Learning lessons if just part of growing up. We have all done things in the past and behaved in ways we regret, the key is to learn from them. There is a saying I always refer to in life:
there is no such thing as a mistake, only a lesson
And I generally see life this way, one long learning curve.
But this week specifically, being #MentalHealthAwarenessWeek reminds me of how ashamed I am of how I used to view mental health issues. And I am not talking about when I was a child, I’m talking in the last decade. And Im talking more specifically depression.
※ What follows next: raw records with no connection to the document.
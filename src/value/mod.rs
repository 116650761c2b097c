//! The nested value model lenses operate on.
//!
//! A [`Value`] is one of three shapes:
//!
//! - [`Value::List`]: an ordered, index-addressable sequence of values
//! - [`Value::Dict`]: a mapping from string keys to values, iterated in
//!   insertion order
//! - [`Value::Scalar`]: an opaque leaf that is never traversed further
//!
//! # Examples
//!
//! ```
//! use pathlens::value::{Shape, Value};
//! use pathlens::{dict, list};
//!
//! let mut document = dict! { "x" => list!["a", "b", dict! { "y" => 1, "z" => 2 }] };
//! assert_eq!(document.shape(), Shape::Dict);
//!
//! let items = document.dict_get_mut("x").unwrap();
//! items.list_append(Value::from("c")).unwrap();
//! assert_eq!(items.list_len().unwrap(), 4);
//! assert_eq!(items.list_get(-1).unwrap(), &Value::from("c"));
//! ```

mod shape;

#[cfg(feature = "serde")]
mod serde_support;

use std::fmt;

use indexmap::IndexMap;

use crate::error::{LensError, StepPosition};

pub use shape::Shape;

/// The list payload of a [`Value`].
pub type List = Vec<Value>;

/// The dict payload of a [`Value`]. Keys iterate in insertion order.
pub type Dict = IndexMap<String, Value>;

/// An opaque leaf value.
#[derive(Debug, Clone, Default, PartialEq)]
pub enum Scalar {
    /// The absent value.
    #[default]
    Null,
    /// A boolean.
    Bool(bool),
    /// A signed integer.
    Integer(i64),
    /// A floating point number.
    Float(f64),
    /// A string.
    Text(String),
    /// An uninterpreted byte blob.
    Bytes(Vec<u8>),
}

impl Scalar {
    /// Returns the text if this is [`Scalar::Text`].
    #[must_use]
    pub fn as_str(&self) -> Option<&str> {
        match self {
            Self::Text(text) => Some(text),
            _ => None,
        }
    }

    /// Returns the integer if this is [`Scalar::Integer`].
    #[must_use]
    pub const fn as_i64(&self) -> Option<i64> {
        match self {
            Self::Integer(integer) => Some(*integer),
            _ => None,
        }
    }

    /// Returns the number as `f64` if this is [`Scalar::Float`] or [`Scalar::Integer`].
    #[must_use]
    #[allow(clippy::cast_precision_loss)]
    pub const fn as_f64(&self) -> Option<f64> {
        match self {
            Self::Float(float) => Some(*float),
            Self::Integer(integer) => Some(*integer as f64),
            _ => None,
        }
    }

    /// Returns the boolean if this is [`Scalar::Bool`].
    #[must_use]
    pub const fn as_bool(&self) -> Option<bool> {
        match self {
            Self::Bool(boolean) => Some(*boolean),
            _ => None,
        }
    }
}

impl fmt::Display for Scalar {
    fn fmt(&self, formatter: &mut fmt::Formatter<'_>) -> fmt::Result {
        match self {
            Self::Null => formatter.write_str("null"),
            Self::Bool(boolean) => write!(formatter, "{boolean}"),
            Self::Integer(integer) => write!(formatter, "{integer}"),
            Self::Float(float) => write!(formatter, "{float:?}"),
            Self::Text(text) => write!(formatter, "{text:?}"),
            Self::Bytes(bytes) => write!(formatter, "<{} bytes>", bytes.len()),
        }
    }
}

/// A nested heterogeneous value built from lists, dicts and scalars.
///
/// Equality is structural. Dict equality ignores key order, while every
/// traversal over a dict follows its insertion order.
#[derive(Debug, Clone, PartialEq)]
pub enum Value {
    /// An ordered sequence of values.
    List(List),
    /// A string-keyed mapping with unique keys.
    Dict(Dict),
    /// A leaf.
    Scalar(Scalar),
}

impl Default for Value {
    fn default() -> Self {
        Self::Scalar(Scalar::Null)
    }
}

/// Resolves a possibly negative list index against `length`.
///
/// `-1` addresses the last element. Anything outside `[-length, length)`
/// is out of range.
pub(crate) fn resolve_index(index: i64, length: usize) -> Result<usize, LensError> {
    let out_of_range = || LensError::IndexOutOfRange {
        index,
        length,
        at: StepPosition::UNKNOWN,
    };
    let resolved = if index < 0 {
        let back = usize::try_from(index.unsigned_abs()).map_err(|_| out_of_range())?;
        length.checked_sub(back).ok_or_else(out_of_range)?
    } else {
        usize::try_from(index).map_err(|_| out_of_range())?
    };
    if resolved < length {
        Ok(resolved)
    } else {
        Err(out_of_range())
    }
}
I remember when I was in the first year of University 15 or so years ago. A good friend told me he had been described anti-depressants. This was one of the most fun guys I knew, but admittedly not the best student. As he described it he couldn’t drag himself out of bed in the morning to get to lectures, just didn’t see the point. I admit I thought he was just lazy.
And I admit that I have, at times in the past, been part of the “just cheer up” crowd when it comes to depression. I’ve always also been anti-medication when it comes to depression, for no apparent reason. I guess I just felt it was doctors just prescribing something when there was an easy solution.
A lot of this changed one morning when I was on annual leave from work a number of years ago. I was on leave but had a direct report who had been off sick and he called me, I answered. This was a person I had worked with for years and new pretty well. A level headed person you could rely on.
He told me he had been signed off sick with depression. I asked a few questions as I needed to report some details back to work. Then he told me he had been thinking of killing himself…..silence. What do you say when somebody drops that bombshell? I certainly didn’t know. But we talked through the conversation and I said I would support him.
With time, and support from a number of people he is back to where he was. But it changed my opinion on depression and mental health. I was still anti-medication at that point. But he took some and said it helped massively. I started to figure out that if popping a few pills stops you ending it all, just do it.
Since then I have known other people with depression to varying degrees of extreme. The more you experience it the more you realise it is something to be taken very seriously. And even if you (like me) are not prone to it, don’t underestimate it, or think you are immune.
Mental health is a very serious thing, and we need to do more to raise awareness. If you are feeling down, talk to somebody. If you think somebody else might be, ask them. I may be ashamed of my previous outlook but I learned that lesson and I see things differently now.